So, I tried to do it cleanly and got now 3 different packages:
.
Only tsvExceptions and tsvTranspositer are needed to make the main (TSVTransposer.java) work.
Yesterday I learned that I would have to implement it in Talend myself which I had never heard of.
So by searching, i stepped on this stackOverflow topic. So i followed the steps, creating a routine, copy/pasting my main inside it (changing the package to "routines") and added the external needed libraries to it (my two packages exported as jar files and openCSV). Now, when I open the routine, no error is showned but I can't drag & drop it to my created job !
Nothing happens. It just opens the component infos as shown with "Properties not available."
package routines;
import java.io.FileNotFoundException;
import java.io.FileReader;
import java.io.FileWriter;
import java.io.IOException;
import com.opencsv.CSVReader;
import com.opencsv.CSVWriter;
import tsvExceptions.ArgsExceptions;
import tsvExceptions.EmptyArgsException;
import tsvExceptions.OutOfBordersArgsException;
import tsvTranspositer.CommonLine;
import tsvTranspositer.HeadOfValuesHandler;
import tsvTranspositer.InputFile;
import tsvTranspositer.OutputFile;
public class tsvRoutine {
public static void main(String[] args) throws ArgsExceptions {
// Boolean set to true while everything is good
Boolean everythingOk = true;
String inputFile = null; // Name of the entry file to be transposed.
String outputFile = null; // Name of the output file.
int serieNb = 1 ; // Number of columns before the actual values in the input file.
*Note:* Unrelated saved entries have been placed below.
mod cache;
mod clock;
mod config;
mod error;
mod forecast;
mod route;
mod routecast;
mod types;
mod utils;

#[cfg(test)]
mod testing;

pub use error::{InvalidInputError, RoutecastError};
pub use routecast::*;

pub use config::{EngineConfig, MAX_GEOCELL_PRECISION};
pub use clock::{Clock, ManualClock, SystemClock};

pub use types::coordinate::Coordinate;
pub use types::forecast::{ForecastDocument, ForecastPeriod, Wind};
pub use types::route::{Route, RouteSample, RouteStep, SpacingPolicy};
pub use types::summary::{RouteFlags, RouteWeatherSummary, SampleForecast, TemperatureRange};

pub use cache::adapter::{CacheEntry, CacheStore};
pub use cache::error::StoreError;
pub use cache::file_store::FileStore;
pub use cache::key::{CacheKey, GeocellIndexer};
pub use cache::store::{KeyValueStore, MemoryStore};

pub use forecast::error::{ForecastUnavailable, ProviderError, UnavailableReason};
pub use forecast::nws::NwsForecastProvider;
pub use forecast::provider::ForecastProvider;
pub use forecast::resolver::PointForecastResolver;
pub use forecast::singleflight::Singleflight;

pub use route::aggregator::RouteAggregator;
pub use route::error::RouteProviderError;
pub use route::polyline;
pub use route::provider::RouteProvider;
pub use route::reducer::{Gear, GearSuggester, RouteReducer, ThresholdReducer};
pub use route::sampler::RouteSampler;
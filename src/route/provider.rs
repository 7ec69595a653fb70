use crate::route::error::RouteProviderError;
use crate::types::coordinate::Coordinate;
use crate::types::route::Route;
use async_trait::async_trait;

/// An upstream source of routes between two coordinates.
///
/// Implementations typically decode provider polylines with
/// [`crate::route::polyline::decode`] and assemble steps with
/// [`Route::from_steps`].
#[async_trait]
pub trait RouteProvider: Send + Sync {
    async fn route(
        &self,
        origin: Coordinate,
        destination: Coordinate,
    ) -> Result<Route, RouteProviderError>;
}
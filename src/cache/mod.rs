pub mod adapter;
pub mod error;
pub mod file_store;
pub mod key;
pub mod store;
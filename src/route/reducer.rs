//! Reductions over per-sample route forecasts.
//!
//! A reduction only ever sees successful samples as evidence; failed samples
//! are reflected in the summary's completeness ratio instead.

use crate::types::summary::{RouteFlags, SampleForecast, TemperatureRange};
use ordered_float::OrderedFloat;
use serde::{Deserialize, Serialize};
use std::collections::BTreeSet;

pub trait RouteReducer: Send + Sync {
    type Output;

    fn reduce(&self, samples: &[SampleForecast]) -> Self::Output;
}

/// Computes [`RouteFlags`]: precipitation risk, wind maxima and temperature range.
#[derive(Debug, Clone, Copy, PartialEq)]
pub struct ThresholdReducer {
    /// Precipitation probability, in percent, that must be exceeded for a
    /// sample to count as a precipitation risk.
    pub precipitation_threshold_pct: f64,
}

impl RouteReducer for ThresholdReducer {
    type Output = RouteFlags;

    fn reduce(&self, samples: &[SampleForecast]) -> RouteFlags {
        let forecasts: Vec<_> = samples.iter().filter_map(|s| s.forecast()).collect();

        let precipitation_risk = forecasts
            .iter()
            .any(|p| p.precipitation_probability_pct > self.precipitation_threshold_pct);
        let max_wind_kph = forecasts
            .iter()
            .map(|p| OrderedFloat(p.wind.speed_kph))
            .max()
            .map(OrderedFloat::into_inner);
        let max_gust_kph = forecasts
            .iter()
            .filter_map(|p| p.wind.gust_kph.map(OrderedFloat))
            .max()
            .map(OrderedFloat::into_inner);
        let temps = forecasts.iter().map(|p| OrderedFloat(p.temperature_c));
        let temperature_range = temps
            .clone()
            .min()
            .zip(temps.max())
            .map(|(min, max)| TemperatureRange {
                min_c: min.into_inner(),
                max_c: max.into_inner(),
            });

        RouteFlags {
            precipitation_risk,
            max_wind_kph,
            max_gust_kph,
            temperature_range,
        }
    }
}

#[derive(Debug, Clone, Copy, PartialEq, Eq, PartialOrd, Ord, Hash, Serialize, Deserialize)]
pub enum Gear {
    RainGear,
    BreathableGear,
    WinterGear,
    AllWeatherGear,
}

/// Suggests riding gear from each successful sample's conditions.
#[derive(Debug, Clone, Copy, PartialEq)]
pub struct GearSuggester {
    /// At or below this temperature winter gear is suggested.
    pub cold_below_c: f64,
    /// Above this precipitation probability rain gear is suggested.
    pub rain_above_pct: f64,
}

impl Default for GearSuggester {
    fn default() -> Self {
        Self {
            cold_below_c: 7.0,
            rain_above_pct: 50.0,
        }
    }
}

impl GearSuggester {
    fn gear_for(&self, sample: &SampleForecast) -> Option<Gear> {
        let period = sample.forecast()?;
        let summary = period.summary.to_ascii_lowercase();
        let wet = ["rain", "shower", "drizzle", "storm", "snow", "sleet"]
            .iter()
            .any(|w| summary.contains(w));

        Some(if wet || period.precipitation_probability_pct > self.rain_above_pct {
            Gear::RainGear
        } else if period.temperature_c <= self.cold_below_c || summary.contains("cold") {
            Gear::WinterGear
        } else if summary.contains("sunny") || summary.contains("clear") || summary.contains("partly cloudy") {
            Gear::BreathableGear
        } else {
            Gear::AllWeatherGear
        })
    }
}

impl RouteReducer for GearSuggester {
    type Output = BTreeSet<Gear>;

    fn reduce(&self, samples: &[SampleForecast]) -> BTreeSet<Gear> {
        samples.iter().filter_map(|s| self.gear_for(s)).collect()
    }
}

#[cfg(test)]
mod tests {
    use super::*;
    use crate::forecast::error::{ForecastUnavailable, UnavailableReason};
    use crate::testing::period;
    use crate::types::coordinate::Coordinate;
    use crate::types::route::RouteSample;
    use chrono::{TimeZone, Utc};

    fn sample(index: usize, outcome: Option<(f64, f64, f64, &str)>) -> SampleForecast {
        let t = Utc.with_ymd_and_hms(2025, 6, 1, 8, 0, 0).unwrap();
        let coordinate = Coordinate::new(0.0, index as f64).unwrap();
        SampleForecast {
            sample: RouteSample {
                index,
                coordinate,
                arrival: t,
            },
            outcome: match outcome {
                Some((temp, precip, wind, text)) => Ok(period(t, 1, temp, precip, wind, text)),
                None => Err(ForecastUnavailable::new(
                    coordinate,
                    UnavailableReason::RouteDeadline,
                )),
            },
        }
    }

    #[test]
    fn test_threshold_flags_ignore_failures() {
        let samples = vec![
            sample(0, Some((12.0, 20.0, 10.0, "Sunny"))),
            sample(1, None),
            sample(2, Some((4.0, 50.0, 25.0, "Cloudy"))),
        ];
        let flags = ThresholdReducer {
            precipitation_threshold_pct: 50.0,
        }
        .reduce(&samples);

        // 50% is not above a 50% threshold.
        assert!(!flags.precipitation_risk);
        assert_eq!(flags.max_wind_kph, Some(25.0));
        assert_eq!(flags.max_gust_kph, None);
        assert_eq!(
            flags.temperature_range,
            Some(TemperatureRange {
                min_c: 4.0,
                max_c: 12.0
            })
        );

        let flags = ThresholdReducer {
            precipitation_threshold_pct: 40.0,
        }
        .reduce(&samples);
        assert!(flags.precipitation_risk);
    }

    #[test]
    fn test_threshold_flags_with_no_successes() {
        let flags = ThresholdReducer {
            precipitation_threshold_pct: 50.0,
        }
        .reduce(&[sample(0, None)]);
        assert_eq!(flags, RouteFlags::default());
    }

    #[test]
    fn test_gear_suggestions() {
        let samples = vec![
            sample(0, Some((20.0, 10.0, 5.0, "Mostly Sunny"))),
            sample(1, Some((18.0, 30.0, 5.0, "Chance Rain Showers"))),
            sample(2, Some((2.0, 0.0, 5.0, "Cloudy"))),
            sample(3, None),
        ];
        let gear = GearSuggester::default().reduce(&samples);
        assert_eq!(
            gear.into_iter().collect::<Vec<_>>(),
            vec![Gear::RainGear, Gear::BreathableGear, Gear::WinterGear]
        );

        let overcast = GearSuggester::default().reduce(&[sample(0, Some((15.0, 0.0, 5.0, "Cloudy")))]);
        assert!(overcast.contains(&Gear::AllWeatherGear));
    }
}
Can be columns describing the product as well as empty columns before the values.
int linesToCopy = 0; // Number of lines composing the header of the file (those lines will be copy/pasted in the output)
/*
* Handling the arguments first.
*/
try {
switch (args.length) {
case 0:
throw new EmptyArgsException();
case 1:
inputFile = args[0];
String[] parts = inputFile.split("\\.");
// If no outPutFile name is given, will add "Transposed" to the inputFile Name
outputFile = parts[0] + "Transposed." + parts[1];
break;
case 2:
inputFile = args[0];
outputFile = args[1];
break;
case 3:
inputFile = args[0];
outputFile = args[1];
serieNb = Integer.parseInt(args[2]);
break;
case 4:
inputFile = args[0];
outputFile = args[1];
serieNb = Integer.parseInt(args[2]);
linesToCopy = Integer.parseInt(args[3]);
break;
default:
inputFile = args[0];
outputFile = args[1];
serieNb = Integer.parseInt(args[2]);
linesToCopy = Integer.parseInt(args[3]);
throw new OutOfBordersArgsException();
}
}
catch (ArgsExceptions a) {
a.notOk(everythingOk);
}
catch (NumberFormatException n) {
System.out.println("Arguments 3 & 4 should be numbers."
+ " Number 3 is the Number of columns before the actual values in the input file. \n"
+ "(Can be columns describing the product as well as empty columns before the values. (1 by default)) \n"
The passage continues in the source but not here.